Ezekiel’s thin lips curved into a knowing smile. “Time is more fluid than you imagine, Mr. Harrison. Would you like to know what it reveals about your future?”
Against my better judgment, I nodded.
He split the fruit with a silver knife. Instead of the familiar green flesh, the interior was a deep crimson, almost black. “Your wife Emily,” he whispered, “she still writes to you, doesn’t she? Even now, as consumption slowly claims her?”
My blood ran cold. I hadn’t told anyone about Emily’s condition.
“The letters will stop coming next month,” he continued, his voice heavy with what seemed like genuine sympathy. “But that won’t be the end of your correspondence.”
“What do you mean?”
“The dead have their own way of communicating, Mr. Harrison. When the time comes, you’ll understand.”
I fled the market that day, but his words haunted me. True to his prediction, Emily’s letters ceased in August. Then, in September, I began finding notes in her handwriting—impossible notes that spoke of things happening in my daily life, written in ink that seemed to seep from within the paper itself.
I returned to the market countless times, searching for Ezekiel and his prophetic fruit, but he was never there. The other vendors claimed no knowledge of such a merchant, though one elderly Chinese woman crossed herself when I described the rough-skinned avocado.
Emily’s notes continue to arrive, and I’ve grown accustomed to their presence. Sometimes I wonder if I truly met Ezekiel that foggy morning, or if the Sierra Nevada gold fever had already begun to claim my sanity. But then I find another note, written in my dear Emily’s precise hand, and I’m reminded that some mysteries are better left unexplained.

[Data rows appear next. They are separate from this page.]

//! Value validation: type checks, allowed values, and pattern matching.

use crate::flag::{FlagDefinition, FlagType, ValuePattern};
use thiserror::Error;

/// A candidate value was rejected for a flag.
#[derive(Debug, Error)]
pub enum ValueError {
    #[error("invalid boolean '{value}' for flag '{flag}': expected true, false, yes, no, 0 or 1")]
    InvalidBool { flag: String, value: String },

    #[error("invalid integer '{value}' for flag '{flag}'")]
    InvalidInt { flag: String, value: String },

    #[error("value '{value}' for flag '{flag}' is not one of the allowed values: {allowed}")]
    NotAllowed {
        flag: String,
        value: String,
        allowed: String,
    },

    #[error("value '{value}' for flag '{flag}' does not match the required pattern")]
    PatternMismatch { flag: String, value: String },
}

/// Normalize a boolean value to the canonical "true"/"false" literals.
///
/// Returns `None` when the value is not a recognized boolean form.
pub fn normalize_bool(value: &str) -> Option<&'static str> {
    match value.to_ascii_lowercase().as_str() {
        "true" | "yes" | "1" => Some("true"),
        "false" | "no" | "0" => Some("false"),
        _ => None,
    }
}

/// Check whether a value matches `^[+-]?[0-9]+$`.
pub fn is_integer(value: &str) -> bool {
    let digits = value
        .strip_prefix(['+', '-'])
        .unwrap_or(value);
    !digits.is_empty() && digits.bytes().all(|b| b.is_ascii_digit())
}

/// Validate a candidate value against a flag's type and constraints.
///
/// Clearing an optional int/string flag to the empty string is always legal;
/// it bypasses every other check (empty is the unset sentinel for non-bool
/// types).
pub fn validate_value(def: &FlagDefinition, value: &str) -> Result<(), ValueError> {
    if value.is_empty() && !def.required && def.flag_type != FlagType::Bool {
        return Ok(());
    }

    match def.flag_type {
        FlagType::Bool => {
            if normalize_bool(value).is_none() {
                return Err(ValueError::InvalidBool {
                    flag: def.name.clone(),
                    value: value.to_string(),
                });
            }
        }
        FlagType::Int => {
            if !is_integer(value) {
                return Err(ValueError::InvalidInt {
                    flag: def.name.clone(),
                    value: value.to_string(),
                });
            }
        }
        FlagType::String => {
            if let Some(ref allowed) = def.allowed_values {
                if !allowed.iter().any(|a| a == value) {
                    return Err(ValueError::NotAllowed {
                        flag: def.name.clone(),
                        value: value.to_string(),
                        allowed: allowed.join(", "),
                    });
                }
            }
            if let Some(ref pattern) = def.pattern {
                let matched = match pattern {
                    ValuePattern::Email => is_valid_email(value),
                    ValuePattern::Phone => is_valid_phone(value),
                    ValuePattern::Custom(re) => re.is_match(value),
                };
                if !matched {
                    return Err(ValueError::PatternMismatch {
                        flag: def.name.clone(),
                        value: value.to_string(),
                    });
                }
            }
        }
    }

    Ok(())
}

/// Structural email validation, stricter than a naive regex.
fn is_valid_email(value: &str) -> bool {
    let Some((local, domain)) = value.split_once('@') else {
        return false;
    };
    if local.is_empty() || domain.is_empty() || domain.contains('@') {
        return false;
    }

    // No consecutive dots anywhere
    if local.contains("..") || domain.contains("..") {
        return false;
    }

    // Local part: limited character set, bounded by alphanumerics
    if !local
        .chars()
        .all(|c| c.is_ascii_alphanumeric() || matches!(c, '.' | '_' | '%' | '+' | '-'))
    {
        return false;
    }
    let local_bounds_ok = local.chars().next().is_some_and(|c| c.is_ascii_alphanumeric())
        && local.chars().last().is_some_and(|c| c.is_ascii_alphanumeric());
    if !local_bounds_ok {
        return false;
    }

    // Domain: letters/digits/dots/hyphens, no leading/trailing '.' or '-',
    // and no label may start or end with a hyphen
    if !domain
        .chars()
        .all(|c| c.is_ascii_alphanumeric() || matches!(c, '.' | '-'))
    {
        return false;
    }
    if domain.starts_with(['.', '-']) || domain.ends_with(['.', '-']) {
        return false;
    }
    let mut labels = domain.split('.').peekable();
    let mut last_label = "";
    while let Some(label) = labels.next() {
        if label.is_empty() || label.starts_with('-') || label.ends_with('-') {
            return false;
        }
        if labels.peek().is_none() {
            last_label = label;
        }
    }

    // Top-level label must be alphabetic and at least two characters
    last_label.len() >= 2
        && last_label.chars().all(|c| c.is_ascii_alphabetic())
        && domain.contains('.')
}

/// Phone numbers must be exactly `###-###-####`.
fn is_valid_phone(value: &str) -> bool {
    let bytes = value.as_bytes();
    if bytes.len() != 12 {
        return false;
    }
    bytes.iter().enumerate().all(|(i, b)| match i {
        3 | 7 => *b == b'-',
        _ => b.is_ascii_digit(),
    })
}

The rough skin of that avocado haunts my dreams still, its texture a reminder that reality itself is perhaps not as smooth and predictable as we’d like to believe. In my more lucid moments, I wonder if Ezekiel’s fruit didn’t just predict the future—perhaps it somehow shaped it, carved it into being with its coarse, unnatural surface.
But these are dangerous thoughts, and like the letters from my dead wife, some questions are better left unasked.